Coda File System

Re: Replicated volume upgrades

From: Jan Harkes <jaharkes_at_cs.cmu.edu>
Date: Sun, 29 Feb 2004 23:33:39 -0500
On Sat, Feb 28, 2004 at 08:50:04PM -0500, Jan Harkes wrote:
> I'll detail the experimental way in another message when I have a bit of
> time. But it is worth a wait, because it might just be what you're
> looking for.

Allright, got some time now.

The following trick is something that is only possible with 6.0 or
more recent clients and servers. The problem with earlier versions of
the server is that they internally still rely on the VSG numbers to get
the servers that are hosting replicas of a volume. This was at some
point replaced by a lookup in the VRDB (volume replication database).

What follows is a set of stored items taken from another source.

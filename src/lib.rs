//! Cosign-Wallet: a multi-party authorization and replay-protection engine
//!
//! Decides whether a proposed fund transfer is authentic, fresh, and safe
//! to execute exactly once. Features:
//! - Canonical, deterministic operation encoding with domain separation
//!   between single and batch transfer shapes
//! - Recoverable ECDSA (secp256k1) co-signer verification against a fixed
//!   authorized signer set
//! - Strict-next, per-wallet sequence tracking for single-use operations
//! - Expiry enforcement on every operation
//! - All-or-nothing multi-recipient execution with a rollback/commit scope
//! - An untrusted external forwarder modeled at the trust boundary
//! - JSON persistence for wallet and sequence state
//!
//! # Example
//!
//! ```rust
//! use cosign_wallet::crypto::KeyPair;
//! use cosign_wallet::ledger::MemoryLedger;
//! use cosign_wallet::wallet::{Operation, WalletManager};
//!
//! let submitter = KeyPair::generate();
//! let co_signer = KeyPair::generate();
//!
//! let mut manager = WalletManager::new();
//! let wallet = manager
//!     .create_wallet(vec![submitter.address(), co_signer.address()], None)
//!     .unwrap();
//!
//! let mut ledger = MemoryLedger::new();
//! ledger.deposit(&wallet.address(), 1_000).unwrap();
//!
//! let operation = Operation {
//!     destination: KeyPair::generate().address(),
//!     value: 100,
//!     payload: vec![],
//!     expiry: 4_000_000_000,
//!     sequence_id: manager.next_sequence_id(&wallet.address()).unwrap(),
//! };
//!
//! // The co-signer signs the operation hash off-engine
//! let signature = co_signer.sign_recoverable(&operation.hash()).unwrap();
//!
//! let record = manager
//!     .send(&mut ledger, &wallet.address(), &operation, &signature,
//!           &submitter.address())
//!     .unwrap();
//! assert_eq!(record.authorized_by, co_signer.address());
//! ```

pub mod cli;
pub mod crypto;
pub mod encoding;
pub mod engine;
pub mod forwarder;
pub mod ledger;
pub mod storage;
pub mod wallet;

// Re-export commonly used types
pub use crypto::{Address, KeyPair, Signature};
pub use engine::{AuthorizationEngine, AuthorizationResult, SequenceTracker};
pub use forwarder::Forwarder;
pub use ledger::{Ledger, LedgerTransaction, MemoryLedger};
pub use storage::{Storage, StorageConfig};
pub use wallet::{
    BatchOperation, BatchRecord, Operation, TransferRecord, Wallet, WalletError, WalletManager,
};
//! Co-signer signature value type
//!
//! A signature is a recovery id plus the two 256-bit scalar components
//! of an ECDSA signature. The wire form is 65 bytes: r || s || v, where
//! v is 0/1 (the legacy 27/28 offsets are accepted on parse).

use secp256k1::ecdsa::{RecoverableSignature, RecoveryId};
use serde::{Deserialize, Serialize};

use super::keys::KeyError;

/// Length of the serialized signature in bytes
pub const SIGNATURE_LENGTH: usize = 65;

/// A recoverable ECDSA signature over an operation hash
#[derive(Clone, Debug, PartialEq, Eq, Serialize, Deserialize)]
pub struct Signature {
    /// Recovery / parity indicator (0 or 1)
    pub recovery_id: u8,
    /// First scalar component, big-endian
    pub r: [u8; 32],
    /// Second scalar component, big-endian
    pub s: [u8; 32],
}

impl Signature {
    /// Parse the 65-byte wire form (r || s || v)
    pub fn from_bytes(bytes: &[u8]) -> Result<Self, KeyError> {
        if bytes.len() != SIGNATURE_LENGTH {
            return Err(KeyError::MalformedSignature(format!(
                "expected {} bytes, got {}",
                SIGNATURE_LENGTH,
                bytes.len()
            )));
        }

        let recovery_id = match bytes[64] {
            v @ 0..=1 => v,
            v @ 27..=28 => v - 27,
            v => {
                return Err(KeyError::MalformedSignature(format!(
                    "invalid recovery id {}",
                    v
                )))
            }
        };

        let mut r = [0u8; 32];
        let mut s = [0u8; 32];
        r.copy_from_slice(&bytes[..32]);
        s.copy_from_slice(&bytes[32..64]);

        Ok(Self { recovery_id, r, s })
    }

    /// Parse from a hex string
    pub fn from_hex(hex_sig: &str) -> Result<Self, KeyError> {
        let bytes = hex::decode(hex_sig)
            .map_err(|e| KeyError::MalformedSignature(format!("invalid hex: {}", e)))?;
        Self::from_bytes(&bytes)
    }

    /// Serialize to the 65-byte wire form
    pub fn to_bytes(&self) -> [u8; SIGNATURE_LENGTH] {
        let mut out = [0u8; SIGNATURE_LENGTH];
        out[..32].copy_from_slice(&self.r);
        out[32..64].copy_from_slice(&self.s);
        out[64] = self.recovery_id;
        out
    }

    /// Serialize to a hex string
    pub fn to_hex(&self) -> String {
        hex::encode(self.to_bytes())
    }

    /// Build from a library recoverable signature
    pub fn from_recoverable(sig: &RecoverableSignature) -> Self {
        let (recovery_id, compact) = sig.serialize_compact();
        let mut r = [0u8; 32];
        let mut s = [0u8; 32];
        r.copy_from_slice(&compact[..32]);
        s.copy_from_slice(&compact[32..]);
        Self {
            recovery_id: recovery_id.to_i32() as u8,
            r,
            s,
        }
    }

    /// Convert to a library recoverable signature.
    ///
    /// Fails with `MalformedSignature` when the scalar components are
    /// out of range for the curve order.
    pub fn to_recoverable(&self) -> Result<RecoverableSignature, KeyError> {
        let recovery_id = RecoveryId::from_i32(self.recovery_id as i32)
            .map_err(|e| KeyError::MalformedSignature(e.to_string()))?;

        let mut compact = [0u8; 64];
        compact[..32].copy_from_slice(&self.r);
        compact[32..].copy_from_slice(&self.s);

        RecoverableSignature::from_compact(&compact, recovery_id)
            .map_err(|e| KeyError::MalformedSignature(e.to_string()))
    }
}

#[cfg(test)]
mod tests {
    use super::*;
    use crate::crypto::hash::sha256;
    use crate::crypto::keys::KeyPair;

    #[test]
    fn test_wire_roundtrip() {
        let kp = KeyPair::generate();
        let sig = kp.sign_recoverable(&sha256(b"payload")).unwrap();

        let bytes = sig.to_bytes();
        assert_eq!(bytes.len(), SIGNATURE_LENGTH);
        let parsed = Signature::from_bytes(&bytes).unwrap();
        assert_eq!(parsed, sig);
    }

    #[test]
    fn test_hex_roundtrip() {
        let kp = KeyPair::generate();
        let sig = kp.sign_recoverable(&sha256(b"payload")).unwrap();
        let parsed = Signature::from_hex(&sig.to_hex()).unwrap();
        assert_eq!(parsed, sig);
    }

    #[test]
    fn test_legacy_recovery_id_offset() {
        let kp = KeyPair::generate();
        let sig = kp.sign_recoverable(&sha256(b"payload")).unwrap();

        let mut bytes = sig.to_bytes().to_vec();
        bytes[64] += 27;
        let parsed = Signature::from_bytes(&bytes).unwrap();
        assert_eq!(parsed.recovery_id, sig.recovery_id);
    }

    #[test]
    fn test_rejects_wrong_length() {
        assert!(Signature::from_bytes(&[0u8; 64]).is_err());
        assert!(Signature::from_bytes(&[0u8; 66]).is_err());
    }

    #[test]
    fn test_rejects_invalid_recovery_id() {
        let mut bytes = [0u8; SIGNATURE_LENGTH];
        bytes[64] = 5;
        assert!(Signature::from_bytes(&bytes).is_err());
    }

    #[test]
    fn test_out_of_range_scalars_rejected() {
        // r and s above the curve order cannot be parsed into a
        // recoverable signature
        let sig = Signature {
            recovery_id: 0,
            r: [0xFF; 32],
            s: [0xFF; 32],
        };
        assert!(sig.to_recoverable().is_err());
    }
}
//! Tests for tokio spawner utilities

use agent_orchestrator::core::Spawn;
use agent_orchestrator::runtime::tokio_spawner::TokioSpawner;

#[tokio::test(flavor = "multi_thread", worker_threads = 2)]
async fn test_tokio_spawner_spawn() {
    let spawner = TokioSpawner::new(tokio::runtime::Handle::current());

    let (tx, rx) = tokio::sync::oneshot::channel();
    spawner.spawn(async move {
        tx.send(123).unwrap();
    });

    let result = rx.await.expect("oneshot result");
    assert_eq!(result, 123);
}

#[test]
fn test_tokio_spawner_outside_runtime() {
    assert!(TokioSpawner::try_current().is_none());
}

There are some additional issues. Resolution logs are turned off for
singly replicated volumes, and turning it back on is often problematic.
Also the clients have to refetch volume information and recognize that
there are suddenly more replicas available. Because there are several
issues, and it is relatively recent change there are still a lot of
places that are not well tested and you could actually lose the existing
replica. So having an off-coda copy of your data is definitely very
strongly recommended.

In any case, if this works it should save a lot of time, if it doesn't
the 'recovery procedure' (destroying the old volume, creating a new
replica and copying all the data from the backup) is what you would have
to do already.

Lets look at how a replicated volume works. There is a two level
lookup, first we get the 'replicated volume' information, which returns
a list of 'volume replicas'. I guess we could call the higher level
replicated volumes 'logical volume' because in reality we only store a
logical mmapping in a server. The volume replicas are 'physical
volumes', they actually have some tangible presence on a server. The
createvol_rep script first creates all the physical volume replicas on
all servers, and finally adds the logical replicated volume information
to the VRList file (which forms the basis for the VRDB). Now pretty much
everything from here on would be done on the SCM.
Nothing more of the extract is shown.